Left to right: Christopher Zinski and Jay Williams Schiff Hardin
Left to right: Christopher Zinski and Jay Williams Schiff Hardin ()

Christopher Zinski was a 50-year-old partner at Schiff Hardin when he checked himself into the Northwestern Medicine Central DuPage Hospital in suburban Chicago late one Saturday night in September 2012.

After complaining of a headache, neck pain, disorientation and vomiting, Zinski was told by hospital staffers that he had a dehydration headache. He was given an IV bag and sent home, recalled his wife, Patricia “Pattie” Zinski, a former associate at Sidley Austin.

Two days later, on a Monday afternoon, Zinski collapsed at his desk at Schiff Hardin’s office in the iconic Willis Tower. He had suffered a stroke caused by a brain aneurism.

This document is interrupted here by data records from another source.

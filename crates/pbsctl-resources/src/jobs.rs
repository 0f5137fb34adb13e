//! Scheduled job families: prune, sync, verify, GC. All four are
//! synchronous, digest-protected CRUD over `/config/{kind}-job`.

use crate::client::ResourceClient;
use crate::WriteOutcome;
use pbsctl_error::PbsError;
use pbsctl_transport::{Headers, Transport};

macro_rules! job_client {
    ($name:ident, $base:literal, $doc:literal) => {
        #[doc = $doc]
        pub struct $name<'t> {
            transport: &'t dyn Transport,
            inner: ResourceClient,
        }

        impl<'t> $name<'t> {
            /// A client bound to the given transport.
            pub fn new(transport: &'t dyn Transport) -> Self {
                Self {
                    transport,
                    inner: ResourceClient::new($base),
                }
            }

            /// `GET` the job list.
            pub async fn list(&self, headers: &Headers) -> Result<Vec<serde_json::Value>, PbsError> {
                self.inner.list(self.transport, headers).await
            }

            /// `GET` a single job by id.
            pub async fn get(&self, headers: &Headers, id: &str) -> Result<serde_json::Value, PbsError> {
                self.inner.get(self.transport, headers, id).await
            }

            /// `POST` a new job. Synchronous: PBS does not queue a task to
            /// create a schedule entry.
            pub async fn create(&self, headers: &Headers, body: &serde_json::Value) -> Result<WriteOutcome, PbsError> {
                self.inner.create(self.transport, headers, body).await
            }

            /// `PUT` an update. `body` must carry `digest` from the prior
            /// read plus any `delete` entries; a 412 surfaces as
            /// [`pbsctl_error::ErrorCode::ConflictDigestMismatch`] with no
            /// local retry.
            pub async fn update(
                &self,
                headers: &Headers,
                id: &str,
                body: &serde_json::Value,
            ) -> Result<WriteOutcome, PbsError> {
                self.inner.update(self.transport, headers, id, body).await
            }

            /// `DELETE` a job; idempotent (404 maps to success).
            pub async fn delete(&self, headers: &Headers, id: &str) -> Result<WriteOutcome, PbsError> {
                self.inner.delete(self.transport, headers, id).await
            }
        }
    };
}

job_client!(PruneJobClient, "/api2/json/config/prune-job", "CRUD client for `/config/prune-job`.");
job_client!(SyncJobClient, "/api2/json/config/sync-job", "CRUD client for `/config/sync-job`.");
job_client!(VerifyJobClient, "/api2/json/config/verify-job", "CRUD client for `/config/verify-job`.");
job_client!(GcJobClient, "/api2/json/config/gc-job", "CRUD client for `/config/gc-job`.");

#[cfg(test)]
mod tests {
    use super::*;
    use pbsctl_error::ErrorCode;
    use pbsctl_transport::mock::{MockTransport, Scripted};

    #[tokio::test]
    async fn prune_job_update_with_digest_and_delete_scenario() {
        let mock = MockTransport::new();
        mock.push("PUT", "/api2/json/config/prune-job/p1", Scripted::Ok(serde_json::Value::Null));
        let client = PruneJobClient::new(&mock);
        let body = serde_json::json!({
            "store": "ds1",
            "schedule": "daily",
            "keep-daily": 7,
            "delete": ["comment"],
            "digest": "D0",
        });
        let outcome = client.update(&Headers::new(), "p1", &body).await.unwrap();
        assert!(matches!(outcome, WriteOutcome::Sync));

        let calls = mock.calls();
        assert_eq!(calls.len(), 1);
        assert_eq!(calls[0].body.as_ref().unwrap()["delete"], serde_json::json!(["comment"]));
        assert_eq!(calls[0].body.as_ref().unwrap()["digest"], "D0");
    }

    #[tokio::test]
    async fn verify_job_update_conflict_surfaces_without_retry() {
        let mock = MockTransport::new();
        mock.push(
            "PUT",
            "/api2/json/config/verify-job/v1",
            Scripted::Err(PbsError::new(ErrorCode::ConflictDigestMismatch, "digest mismatch")),
        );
        let client = VerifyJobClient::new(&mock);
        let err = client
            .update(&Headers::new(), "v1", &serde_json::json!({"digest": "D0"}))
            .await
            .unwrap_err();
        assert_eq!(err.code, ErrorCode::ConflictDigestMismatch);
        assert_eq!(mock.calls().len(), 1);
    }

    #[tokio::test]
    async fn gc_job_delete_is_idempotent() {
        let mock = MockTransport::new();
        mock.push(
            "DELETE",
            "/api2/json/config/gc-job/g1",
            Scripted::Err(PbsError::new(ErrorCode::NotFoundResource, "gone")),
        );
        let client = GcJobClient::new(&mock);
        let outcome = client.delete(&Headers::new(), "g1").await.unwrap();
        assert!(matches!(outcome, WriteOutcome::Sync));
    }
}
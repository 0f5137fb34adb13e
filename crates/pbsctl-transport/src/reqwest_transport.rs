//! `reqwest`-backed [`Transport`] implementation with PBS's TLS trust policy.

use crate::{Envelope, Headers, Transport};
use async_trait::async_trait;
use pbsctl_core::{Credentials, TlsPolicy};
use pbsctl_error::{ErrorCode, PbsError};
use sha2::{Digest as _, Sha256};
use std::sync::Arc;
use std::time::Duration;

/// Live transport backed by a pooled `reqwest::Client`.
///
/// A single `Client` is built once per [`Credentials`] and cloned cheaply
/// (internally `Arc`-backed by `reqwest`) into every call site that needs
/// one; connection pooling is delegated entirely to `reqwest`.
#[derive(Clone)]
pub struct ReqwestTransport {
    client: reqwest::Client,
    base_url: Arc<url::Url>,
    pinned_fingerprint: Option<String>,
}

impl ReqwestTransport {
    /// Build a transport from [`Credentials`], applying the configured
    /// [`TlsPolicy`]. A pinned fingerprint implies skip-verify: normal CA
    /// validation is bypassed and only the pin governs trust, checked
    /// per-response against the peer certificate's DER SHA-256 digest.
    pub fn new(credentials: &Credentials) -> Result<Self, PbsError> {
        let mut builder = reqwest::Client::builder()
            .timeout(Duration::from_secs(30))
            .tls_info(true);

        let pinned_fingerprint = match &credentials.tls {
            TlsPolicy::Verify => None,
            TlsPolicy::Insecure => {
                builder = builder.danger_accept_invalid_certs(true);
                None
            }
            TlsPolicy::Pinned(fingerprint) => {
                builder = builder.danger_accept_invalid_certs(true);
                Some(normalize_fingerprint(fingerprint))
            }
        };

        let client = builder.build().map_err(|e| {
            PbsError::new(
                ErrorCode::TransportTls,
                format!("failed to build HTTPS client: {e}"),
            )
        })?;

        Ok(Self {
            client,
            base_url: Arc::new(credentials.endpoint.clone()),
            pinned_fingerprint,
        })
    }

    fn url_for(&self, path: &str) -> Result<url::Url, PbsError> {
        self.base_url.join(path).map_err(|e| {
            PbsError::new(ErrorCode::TransportNetwork, format!("invalid path {path:?}: {e}"))
                .with_context("path", path)
        })
    }

    async fn dispatch(&self, request: reqwest::RequestBuilder, path: &str) -> Result<Envelope, PbsError> {
        let response = request.send().await.map_err(classify_request_error)?;

        if let Some(expected) = &self.pinned_fingerprint {
            verify_pin(&response, expected)?;
        }

        let status = response.status();
        let body_text = response.text().await.map_err(|e| {
            PbsError::new(
                ErrorCode::TransportMalformedResponse,
                format!("failed to read response body: {e}"),
            )
        })?;

        if status.is_success() {
            return decode_envelope(&body_text);
        }

        Err(classify_status_error(status, &body_text, path))
    }

    /// `GET`.
    pub async fn raw_get(&self, path: &str, headers: &Headers) -> Result<Envelope, PbsError> {
        let url = self.url_for(path)?;
        let mut req = self.client.get(url);
        req = apply_headers(req, headers);
        self.dispatch(req, path).await
    }
}

fn apply_headers(mut req: reqwest::RequestBuilder, headers: &Headers) -> reqwest::RequestBuilder {
    for (k, v) in headers {
        req = req.header(k, v);
    }
    req
}

fn decode_envelope(body_text: &str) -> Result<Envelope, PbsError> {
    let value: serde_json::Value = serde_json::from_str(body_text).map_err(|e| {
        PbsError::new(
            ErrorCode::TransportMalformedResponse,
            format!("response body is not valid JSON: {e}"),
        )
    })?;
    let data = value.get("data").cloned().unwrap_or(serde_json::Value::Null);
    Ok(Envelope::new(data))
}

fn classify_request_error(err: reqwest::Error) -> PbsError {
    if err.is_timeout() || err.is_connect() {
        PbsError::new(ErrorCode::TransportNetwork, err.to_string())
    } else if err.is_builder() {
        PbsError::new(ErrorCode::TransportTls, err.to_string())
    } else {
        PbsError::new(ErrorCode::TransportNetwork, err.to_string())
    }
}

fn classify_status_error(status: reqwest::StatusCode, body_excerpt: &str, path: &str) -> PbsError {
    let excerpt: String = body_excerpt.chars().take(500).collect();
    let code = match status.as_u16() {
        401 => ErrorCode::AuthUnauthorized,
        403 => ErrorCode::AuthForbidden,
        404 => ErrorCode::NotFoundResource,
        412 => ErrorCode::ConflictDigestMismatch,
        _ => ErrorCode::Internal,
    };
    PbsError::new(code, format!("HTTP {status} from {path}"))
        .with_context("path", path)
        .with_context("status", status.as_u16())
        .with_context("body_excerpt", excerpt)
}

fn normalize_fingerprint(fingerprint: &str) -> String {
    fingerprint.to_lowercase().replace(':', "")
}

fn verify_pin(response: &reqwest::Response, expected: &str) -> Result<(), PbsError> {
    let Some(cert) = response.extensions().get::<reqwest::tls::TlsInfo>() else {
        return Err(PbsError::new(
            ErrorCode::TransportTls,
            "pinned TLS policy configured but no certificate info available",
        ));
    };
    let Some(der) = cert.peer_certificate() else {
        return Err(PbsError::new(
            ErrorCode::TransportTls,
            "pinned TLS policy configured but peer certificate is unavailable",
        ));
    };
    let digest = Sha256::digest(der);
    let actual = hex_lower(&digest);
    if actual != expected {
        return Err(PbsError::new(
            ErrorCode::TransportTls,
            "server certificate fingerprint does not match pinned value",
        )
        .with_context("expected", expected)
        .with_context("actual", actual));
    }
    Ok(())
}

fn hex_lower(bytes: &[u8]) -> String {
    bytes.iter().map(|b| format!("{b:02x}")).collect()
}

#[async_trait]
impl Transport for ReqwestTransport {
    async fn get(&self, path: &str, headers: &Headers) -> Result<Envelope, PbsError> {
        self.raw_get(path, headers).await
    }

    async fn post(
        &self,
        path: &str,
        body: &serde_json::Value,
        headers: &Headers,
    ) -> Result<Envelope, PbsError> {
        let url = self.url_for(path)?;
        let mut req = self.client.post(url).json(body);
        req = apply_headers(req, headers);
        self.dispatch(req, path).await
    }

    async fn put(
        &self,
        path: &str,
        body: &serde_json::Value,
        headers: &Headers,
    ) -> Result<Envelope, PbsError> {
        let url = self.url_for(path)?;
        let mut req = self.client.put(url).json(body);
        req = apply_headers(req, headers);
        self.dispatch(req, path).await
    }

    async fn delete(&self, path: &str, headers: &Headers) -> Result<Envelope, PbsError> {
        let url = self.url_for(path)?;
        let mut req = self.client.delete(url);
        req = apply_headers(req, headers);
        self.dispatch(req, path).await
    }
}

On Monday, Nov. 21, Judge Thomas Lyons II with the Circuit Court of Cook County, Illinois, approved a $20 million settlement between Central DuPage Hospital and Zinski. The Chicago Tribune reported Monday that the agreement ended a trial that began on Oct. 28.

The civil case filed by the Zinskis in September 2013 claimed that the former Schiff Hardin partner suffered severe brain damage after the hospital failed to properly diagnose him by neglecting to administer at CT scan. (Counsel for the hospital at Denver’s Wheeler Trigg O’Donnell did not return a request for comment.)

“The settlement is bittersweet because there’s no fixing the damage that’s happened to Chris,” Pattie Zinski said in an interview Tuesday.

After his stroke, Zinski spent close to five months in the hospital and nearly two years in rehabilitation therapy. He had to re-learn how to swallow, speak and walk. Even today, he still suffers from constant memory loss. “His day restarts every five minutes,” added Pattie Zinski.

Schiff Hardin paid for Pattie Zinski’s hotel room as she waited by her husband’s bedside during his months in the hospital, and the firm provided gift cards to use on food for her children. Shortly after Zinski was discharged from the hospital in 2013, Schiff Hardin worked with Pattie Zinski in lining up legal representation.

The firm eventually teamed up with Burke Wise Morrissey Kaveny, a well-regarded Chicago plaintiffs shop, in filing suit against Central DuPage Hospital and the emergency care personnel that treated Zinski on the Saturday before his stroke. While a medical malpractice case was atypical of what a commercial law firm would normally take on, Schiff Hardin made an exception for Zinski.

“It was [important] for us to handle this for Chris because he was one of us,” said Jay Williams, a litigation partner at Schiff Hardin in Chicago and co-counsel in the malpractice litigation. “We would all like to think that our firm would stand up for us if there was some injustice done, or seek justice on behalf of our colleague friend and partner.”

In 1989, Zinski founded boutique Breyer & Zinski in Washington, D.C., where he represented financial institutions in regulatory matters and transactions. He joined Schiff Hardin in 1993 and went on to chair the firm’s financial institutions group, leaving in 2006 to become general counsel of Chicago-based PrivateBancorp Inc. The corporate and securities expert re-joined Schiff Hardin in late 2009 after three years as legal chief for PrivateBank, which was sold last summer for $3.8 billion to the Canadian Imperial Bank of Commerce.

“Chris was an amazing business developer and networker,” Williams recalled. “He was always looking to network with people, introduce you to other people, make your career better and help you figure out a business plan. And when a matter came in, instead of keeping all the credit for himself, Chris would share that credit.”

The settlement announced Monday will allow the Zinski family some flexibility to explore new and experimental treatments and therapy for Zinski, as well as provide financial security for his four children. Pattie Zinski now works at Synapse House, an Elmhurst, Illinois-based nonprofit organization that works to connect those with brain injuries to the community. She hopes the settlement serves as a cautionary tale to medical professionals.

“My hope, at least, is that it makes the hospital community take notice and change the way they approach a patient that comes in with symptoms like Chris had and hopefully is an impetus to better training,” Pattie Zinski said.

When Zinski’s wife and Jay Williams told him the case was finally over on Monday, Zinski smiled and said simply, “Great.”